Rajoy sets down plea for greater European integration in a letter to Van Rompuy

PM argues markets are after the euro not Spain per se

Bank bailout will count against debt and deficit, Eurostat says

Prime MInister Mariano Rajoy, speaking in Congress today. / EMILIO NARANJO (EFE)

Prime Minister Mariano Rajoy on Wednesday revealed that just three days before Spain requested a bailout for its banks, he had written to European Council President Herman Van Rompuy setting out the case for greater European integration to save the euro.

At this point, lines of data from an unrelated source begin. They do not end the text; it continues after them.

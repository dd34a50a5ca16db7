//! Growable, index-addressable array with shift-based insertion and removal.
//!
//! This module provides [`DynamicArray`], a contiguous list whose backing store
//! starts at [`INITIAL_CAPACITY`] slots and doubles whenever an insertion finds
//! it full. Capacity never shrinks except through [`DynamicArray::clear`].

use core::fmt;

use tracing::{debug, trace};

use crate::error::{DynamicArrayError, Result};
use crate::generic::growth::{capacity_for, next_capacity, INITIAL_CAPACITY};

const ABSENT_INSERT: &str = "cannot insert an absent value";
const ABSENT_SEARCH: &str = "cannot search for an absent value";

/// A growable list backed by a contiguous slice of slots.
///
/// Elements live densely in slots `[0, len)`; every slot at or past `len` is
/// empty. Insertions that find the store full double its capacity before the
/// new element is placed, which keeps back insertion amortized O(1).
///
/// Value arguments accept either a bare `T` or an `Option<T>`. `None` stands
/// for an absent value and is rejected before any mutation.
///
/// # Examples
///
/// ```rust
/// use dynamic_array::DynamicArray;
///
/// let mut array: DynamicArray<i32> = DynamicArray::new();
/// array.insert_back(2).unwrap();
/// array.insert_front(1).unwrap();
/// array.insert_at(2, 3).unwrap();
///
/// assert_eq!(array.len(), 3);
/// assert_eq!(array.get(0), Ok(&1));
/// assert_eq!(array.remove_back(), Some(3));
/// assert_eq!(array.remove_at(0), Ok(1));
/// ```
///
/// # Memory Layout
///
/// The array owns a boxed slice of `Option<T>` slots followed by a length
/// field. Growth allocates a fresh slice and moves every live element across,
/// so no element is ever cloned.
#[derive(Clone)]
pub struct DynamicArray<T> {
    slots: Box<[Option<T>]>,
    len: usize,
}

fn empty_slots<T>(capacity: usize) -> Box<[Option<T>]> {
    core::iter::repeat_with(|| None).take(capacity).collect()
}

impl<T> Default for DynamicArray<T> {
    fn default() -> Self {
        Self::new()
    }
}

impl<T> DynamicArray<T> {
    /// Creates an empty array with [`INITIAL_CAPACITY`] slots.
    ///
    /// # Examples
    ///
    /// ```rust
    /// use dynamic_array::{DynamicArray, INITIAL_CAPACITY};
    ///
    /// let array: DynamicArray<u32> = DynamicArray::new();
    /// assert!(array.is_empty());
    /// assert_eq!(array.capacity(), INITIAL_CAPACITY);
    /// ```
    pub fn new() -> Self {
        Self {
            slots: empty_slots(INITIAL_CAPACITY),
            len: 0,
        }
    }

    /// Returns the number of elements in the array.
    pub fn len(&self) -> usize {
        self.len
    }

    /// Returns the number of slots currently allocated.
    pub fn capacity(&self) -> usize {
        self.slots.len()
    }

    /// Returns `true` if the array contains no elements.
    pub fn is_empty(&self) -> bool {
        self.len == 0
    }

    /// Inserts `value` at `index`, shifting the elements at `[index, len)` one
    /// slot to the right.
    ///
    /// Inserting at `len` appends. Costs O(len - index).
    ///
    /// # Errors
    ///
    /// * [`DynamicArrayError::OutOfBounds`] if `index > len`.
    /// * [`DynamicArrayError::InvalidArgument`] if `value` is `None`.
    ///
    /// # Examples
    ///
    /// ```rust
    /// use dynamic_array::{DynamicArray, DynamicArrayError};
    ///
    /// let mut array: DynamicArray<char> = DynamicArray::new();
    /// array.insert_at(0, 'b').unwrap();
    /// array.insert_at(0, 'a').unwrap();
    /// array.insert_at(2, 'c').unwrap();
    /// assert_eq!(array.get(1), Ok(&'b'));
    ///
    /// assert!(matches!(
    ///     array.insert_at(5, 'z'),
    ///     Err(DynamicArrayError::OutOfBounds { index: 5, len: 3 })
    /// ));
    /// assert!(matches!(
    ///     array.insert_at(0, None),
    ///     Err(DynamicArrayError::InvalidArgument(_))
    /// ));
    /// ```
    pub fn insert_at(&mut self, index: usize, value: impl Into<Option<T>>) -> Result<()> {
        if index > self.len {
            trace!(index, len = self.len, "rejected insertion past the end");
            return Err(DynamicArrayError::OutOfBounds {
                index,
                len: self.len,
            });
        }
        let value = Self::require(value.into(), ABSENT_INSERT)?;

        if self.is_full() {
            self.grow()?;
        }
        self.shift_right_from(index);
        self.slots[index] = Some(value);
        self.len += 1;

        Ok(())
    }

    /// Inserts `value` at index 0, shifting every element one slot to the
    /// right. Costs O(len).
    ///
    /// # Errors
    ///
    /// Returns [`DynamicArrayError::InvalidArgument`] if `value` is `None`.
    pub fn insert_front(&mut self, value: impl Into<Option<T>>) -> Result<()> {
        let value = Self::require(value.into(), ABSENT_INSERT)?;

        // No room left once the final slot holds an element.
        if matches!(self.slots.last(), Some(Some(_))) {
            self.grow()?;
        }
        self.shift_right_from(0);
        self.slots[0] = Some(value);
        self.len += 1;

        Ok(())
    }

    /// Appends `value` after the last element. Amortized O(1).
    ///
    /// # Errors
    ///
    /// Returns [`DynamicArrayError::InvalidArgument`] if `value` is `None`.
    ///
    /// # Examples
    ///
    /// ```rust
    /// use dynamic_array::DynamicArray;
    ///
    /// let mut array: DynamicArray<i32> = DynamicArray::new();
    /// for i in 1..=10 {
    ///     array.insert_back(i).unwrap();
    /// }
    /// assert_eq!(array.len(), 10);
    /// assert_eq!(array.capacity(), 18);
    /// ```
    pub fn insert_back(&mut self, value: impl Into<Option<T>>) -> Result<()> {
        let value = Self::require(value.into(), ABSENT_INSERT)?;

        if self.is_full() {
            self.grow()?;
        }
        self.slots[self.len] = Some(value);
        self.len += 1;

        Ok(())
    }

    /// Removes and returns the element at `index`, shifting the elements after
    /// it one slot to the left. O(1) for the last index, O(len) otherwise.
    ///
    /// # Errors
    ///
    /// Returns [`DynamicArrayError::OutOfBounds`] if `index >= len`, including
    /// on an empty array.
    ///
    /// # Examples
    ///
    /// ```rust
    /// use dynamic_array::{DynamicArray, DynamicArrayError};
    ///
    /// let mut array: DynamicArray<u8> = DynamicArray::new();
    /// assert_eq!(
    ///     array.remove_at(0),
    ///     Err(DynamicArrayError::OutOfBounds { index: 0, len: 0 })
    /// );
    /// ```
    pub fn remove_at(&mut self, index: usize) -> Result<T> {
        let len = self.len;
        self.take_at(index)
            .ok_or(DynamicArrayError::OutOfBounds { index, len })
    }

    /// Removes and returns the first element, or `None` if the array is empty.
    /// Costs O(len).
    pub fn remove_front(&mut self) -> Option<T> {
        self.take_at(0)
    }

    /// Removes and returns the last element, or `None` if the array is empty.
    /// O(1), no shifting.
    ///
    /// # Examples
    ///
    /// ```rust
    /// use dynamic_array::DynamicArray;
    ///
    /// let mut array: DynamicArray<u32> = DynamicArray::new();
    /// assert_eq!(array.remove_back(), None);
    ///
    /// array.insert_back(42).unwrap();
    /// assert_eq!(array.remove_back(), Some(42));
    /// ```
    pub fn remove_back(&mut self) -> Option<T> {
        let last = self.len.checked_sub(1)?;
        let removed = self.slots[last].take()?;
        self.len = last;
        Some(removed)
    }

    /// Returns a reference to the element at `index`. O(1).
    ///
    /// # Errors
    ///
    /// Returns [`DynamicArrayError::OutOfBounds`] if `index >= len`.
    pub fn get(&self, index: usize) -> Result<&T> {
        self.live()
            .get(index)
            .and_then(Option::as_ref)
            .ok_or(DynamicArrayError::OutOfBounds {
                index,
                len: self.len,
            })
    }

    /// Returns the highest index holding an element equal to `value`, or
    /// `Ok(None)` when there is no match. Every index down to and including 0
    /// is compared.
    ///
    /// # Errors
    ///
    /// Returns [`DynamicArrayError::InvalidArgument`] if `value` is `None`.
    ///
    /// # Examples
    ///
    /// ```rust
    /// use dynamic_array::DynamicArray;
    ///
    /// let array: DynamicArray<_> = ["a", "b", "a", "c"].into_iter().collect();
    /// assert_eq!(array.last_index_of(&"a"), Ok(Some(2)));
    /// assert_eq!(array.last_index_of(&"c"), Ok(Some(3)));
    /// assert_eq!(array.last_index_of(&"z"), Ok(None));
    /// ```
    pub fn last_index_of<'a>(&self, value: impl Into<Option<&'a T>>) -> Result<Option<usize>>
    where
        T: PartialEq + 'a,
    {
        let value = Self::require(value.into(), ABSENT_SEARCH)?;

        Ok(self
            .live()
            .iter()
            .rposition(|slot| slot.as_ref() == Some(value)))
    }

    /// Returns `true` if any element equals `value`.
    pub fn contains(&self, value: &T) -> bool
    where
        T: PartialEq,
    {
        self.live().iter().any(|slot| slot.as_ref() == Some(value))
    }

    /// Drops every element and replaces the backing store with a fresh one of
    /// [`INITIAL_CAPACITY`] slots.
    ///
    /// # Examples
    ///
    /// ```rust
    /// use dynamic_array::{DynamicArray, INITIAL_CAPACITY};
    ///
    /// let mut array: DynamicArray<_> = (0..100).collect();
    /// assert!(array.capacity() > INITIAL_CAPACITY);
    ///
    /// array.clear();
    /// assert!(array.is_empty());
    /// assert_eq!(array.capacity(), INITIAL_CAPACITY);
    /// assert!(array.get(0).is_err());
    /// ```
    pub fn clear(&mut self) {
        trace!(
            len = self.len,
            capacity = self.capacity(),
            "discarding backing store"
        );
        self.slots = empty_slots(INITIAL_CAPACITY);
        self.len = 0;
    }

    fn require<V>(value: Option<V>, reason: &'static str) -> Result<V> {
        value.ok_or_else(|| {
            trace!(reason, "rejected absent argument");
            DynamicArrayError::InvalidArgument(reason)
        })
    }

    pub(crate) fn live(&self) -> &[Option<T>] {
        &self.slots[..self.len]
    }

    fn is_full(&self) -> bool {
        self.len == self.capacity()
    }

    fn grow(&mut self) -> Result<()> {
        let new_capacity = next_capacity(self.capacity())?;
        self.reallocate(new_capacity);
        Ok(())
    }

    /// Grows the store, in one reallocation, to the capacity repeated doubling
    /// would reach for `total` elements.
    fn reserve_total(&mut self, total: usize) -> Result<()> {
        let target = capacity_for(total)?;
        if target > self.capacity() {
            self.reallocate(target);
        }
        Ok(())
    }

    fn reallocate(&mut self, new_capacity: usize) {
        debug!(
            old_capacity = self.capacity(),
            new_capacity,
            len = self.len,
            "growing backing store"
        );
        let mut grown = empty_slots(new_capacity);
        for (dst, src) in grown.iter_mut().zip(self.slots[..self.len].iter_mut()) {
            *dst = src.take();
        }
        self.slots = grown;
    }

    /// Moves `[index, len)` one slot right, highest index first. The caller
    /// guarantees `len < capacity`.
    fn shift_right_from(&mut self, index: usize) {
        for i in (index..self.len).rev() {
            self.slots[i + 1] = self.slots[i].take();
        }
    }

    /// Takes the element at `index` and closes the gap. Returns `None` without
    /// touching anything when `index >= len`.
    fn take_at(&mut self, index: usize) -> Option<T> {
        if index >= self.len {
            return None;
        }
        let removed = self.slots[index].take()?;
        for i in index + 1..self.len {
            self.slots[i - 1] = self.slots[i].take();
        }
        self.len -= 1;
        Some(removed)
    }
}

impl<T: fmt::Debug> fmt::Debug for DynamicArray<T> {
    fn fmt(&self, f: &mut fmt::Formatter<'_>) -> fmt::Result {
        f.debug_list().entries(self.live().iter().flatten()).finish()
    }
}

impl<T: PartialEq> PartialEq for DynamicArray<T> {
    fn eq(&self, other: &Self) -> bool {
        self.live() == other.live()
    }
}

impl<T: Eq> Eq for DynamicArray<T> {}

impl<T> Extend<T> for DynamicArray<T> {
    fn extend<I: IntoIterator<Item = T>>(&mut self, iter: I) {
        let iter = iter.into_iter();
        let (lower, _) = iter.size_hint();
        let _ = self.reserve_total(self.len.saturating_add(lower));

        for item in iter {
            let _ = self.insert_back(item);
        }
    }
}

impl<T> FromIterator<T> for DynamicArray<T> {
    fn from_iter<I: IntoIterator<Item = T>>(iter: I) -> Self {
        let mut array = Self::new();
        array.extend(iter);
        array
    }
}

With Spain’s risk premium going through the roof, the letter outlined Rajoy’s argument that the markets were not attacking Spain per se but the single currency itself, and that the only remedy was to initiate moves toward a fiscal and banking union in the euro zone.

“It is necessary to adopt decisive and forceful measures to leave clear the irreversibility of our integration project, and in particular the single currency,” the letter said. “The uncertainty regarding the euro is preventing the adjustment measures many countries are carrying out to have the desired effects that they should have,” the letter continued. “This situation is worsening in an accelerated manner and it is necessary to address it as soon as possible.”

Rajoy made the revelation on Wednesday in Congress, where he told lawmakers that what was required at the moment is for European to make a strong commitment statement in favor of greater union before opening a debate on how best to achieve this. “The future of the euro depends on us initiating this debate,” he said. “The road won’t be easy but it is an indispensable goal on which we must be in agreement.”

Shortly after Rajoy spoke, the European Union’s statistics office Eurostat confirmed that, contrary to what the government has indicated, the loan of up to 100 billion euros to resolve the Spanish banks’ problems would be accounted for as public debt and that the accompanying interest payments would, therefore, swell the deficit and exacerbate the already daunting challenging of guiding Spain’s financial situation back to the path of sustainability.

In response to a report published Wednesday by Spanish daily El Mundo that the loan would be under very favorable conditions that include an interest rate of three percent and a maturity of 15 years with a stay on principal repayments until 2017, the Economy Ministry said the terms of the credit have yet to be decided. However, the secretary of state for the economy, Fernando Jiménez Latorre said: “With current market conditions […] 15 years at interest rates of three percent are undoubtedly very attractive conditions.”